# [email protected]@ing imbeciles.



## brian1978 (Jul 10, 2013)

Took my dog for her evening walk today. She is sniffing up near a fence in the carpark when she approaches me her paws are covered in a black grease. Best way to described it is like cv grease or very thick motor oil. Some inconsiderate brain dead fucking moron had dumped a good 5-10 litres of it on the grass next to the fence, where dozens of people walk their dogs and let children play and wild animals live.

I had a thick mat in the car or else I'd have it all over the car too. Took me ages to get it off her paws and chest and side as her being a dog had a roll in it. God knows what would have happened had it gone in her eyes.
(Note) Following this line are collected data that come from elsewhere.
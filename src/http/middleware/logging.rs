//! Access logging.
//!
//! Emits one structured `info` event per request once the inner handler has
//! produced its response, and feeds the request metrics.

use std::time::Instant;

use axum::body::{Body, HttpBody};
use axum::http::{header, Request};

use crate::http::request::RequestIdExt;
use crate::observability::metrics;
use crate::routing::{from_fn, BoxHandler, Middleware};

/// Access-log middleware.
pub fn logging() -> Middleware {
    from_fn(|req: Request<Body>, next: BoxHandler| async move {
        let start = Instant::now();

        let method = req.method().clone();
        let path = req.uri().path().to_string();
        let user_agent = req
            .headers()
            .get(header::USER_AGENT)
            .and_then(|v| v.to_str().ok())
            .unwrap_or_default()
            .to_string();
        let client_ip = req.client_ip();
        let request_id = req.request_id().unwrap_or("-").to_string();

        let res = next.call(req).await;

        let elapsed = start.elapsed();
        let status = res.status();
        let bytes = res.body().size_hint().exact();

        tracing::info!(
            request_id = %request_id,
            method = %method,
            path = %path,
            status = status.as_u16(),
            bytes = ?bytes,
            elapsed = ?elapsed,
            user_agent = %user_agent,
            client_ip = %client_ip,
            "Request handled"
        );
        metrics::record_request(method.as_str(), status.as_u16(), elapsed);

        res
    })
}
I hope whatever cnut did it falls under a bus.


----------



## Lollypop86 (Oct 26, 2013)

keep an eye on her skin incase it becomes irritated

people are so friggin inconsiderate!

J
xx


----------



## brian1978 (Jul 10, 2013)

Lollypop86 said:


> keep an eye on her skin incase it becomes irritated
> 
> people are so friggin inconsiderate!
> 
> ...


It probably will, she has super sensitive skin, it's common with collies, if the oil or whatever it was doesn't irritate it the fairy liquid I has to use to remove it most certainly will. I'm prob going to have to put her lampshade thingy on for a few days to stop her chewing herself. :x


----------



## A3DFU (May 7, 2002)

Johnson's baby shampoo if you have no dog shampoo. Make sure you've washed it out properly!

Yes, people seem to be brain dead at times!!!!!


----------



## brian1978 (Jul 10, 2013)

A3DFU said:


> Johnson's baby shampoo if you have no dog shampoo. Make sure you've washed it out properly!
> 
> Yes, people seem to be brain dead at times!!!!!


I tried normal sensitive skin human shampoo. It didn't look at the crud. Had to mix swarfega and fairy liquid.

She seems fine now though. Not chewing at her skin so might have got away with it.


----------



## A3DFU (May 7, 2002)

Ah, what a beautiful girl [smiley=sweetheart.gif] 
How old is she?


----------



## brian1978 (Jul 10, 2013)

A3DFU said:


> Ah, what a beautiful girl [smiley=sweetheart.gif]
> How old is she?


6 in May.


----------



## jamman (May 6, 2002)

Cute doggie


----------



## A3DFU (May 7, 2002)

I'll second that!


----------



## brian1978 (Jul 10, 2013)

Thanks guys. She's my wee baby [smiley=sweetheart.gif]


----------



## j8keith (Jun 26, 2009)

Give her a pat from me she looks gorgeous, glad she cleaned up OK.


----------



## brian1978 (Jul 10, 2013)

j8keith said:


> Give her a pat from me she looks gorgeous, glad she cleaned up OK.


Consider it done 

Cookie and her doppelganger, Sooty.

When I got her she was 4.5 weeks old and still deaf and partly blind. Her first conscious interactions with other animals were my 2 cats. She does think she is a cat :lol:


----------



## YoungOldUn (Apr 12, 2011)

I'm glad to see that there are still some caring folk around and hope that she recovers fully.


----------



## A3DFU (May 7, 2002)

That's lovely Brian: Cookie and Sooty look so comfortable together 

It always astounds me that people think cats and dogs don't get on: my son always had both and usually that cat sleeps right next to the dog 8)


----------



## roddy (Dec 25, 2008)

glad she is not suffering any ill effects 
where children play,,, and people walk their dogs ??!!!


----------



## Lollypop86 (Oct 26, 2013)

brian1978 said:


> j8keith said:
> 
> 
> > Give her a pat from me she looks gorgeous, glad she cleaned up OK.
> ...


if my dogs went near cats they would eat them lol

J
xx


----------



## brian1978 (Jul 10, 2013)

roddy said:


> glad she is not suffering any ill effects
> where children play,,, and people walk their dogs ??!!!


Yea, about 20 yards from a swing park. :?

Obviously just drove up, emptied what ever the hell it was at the side of the car and drove off.


----------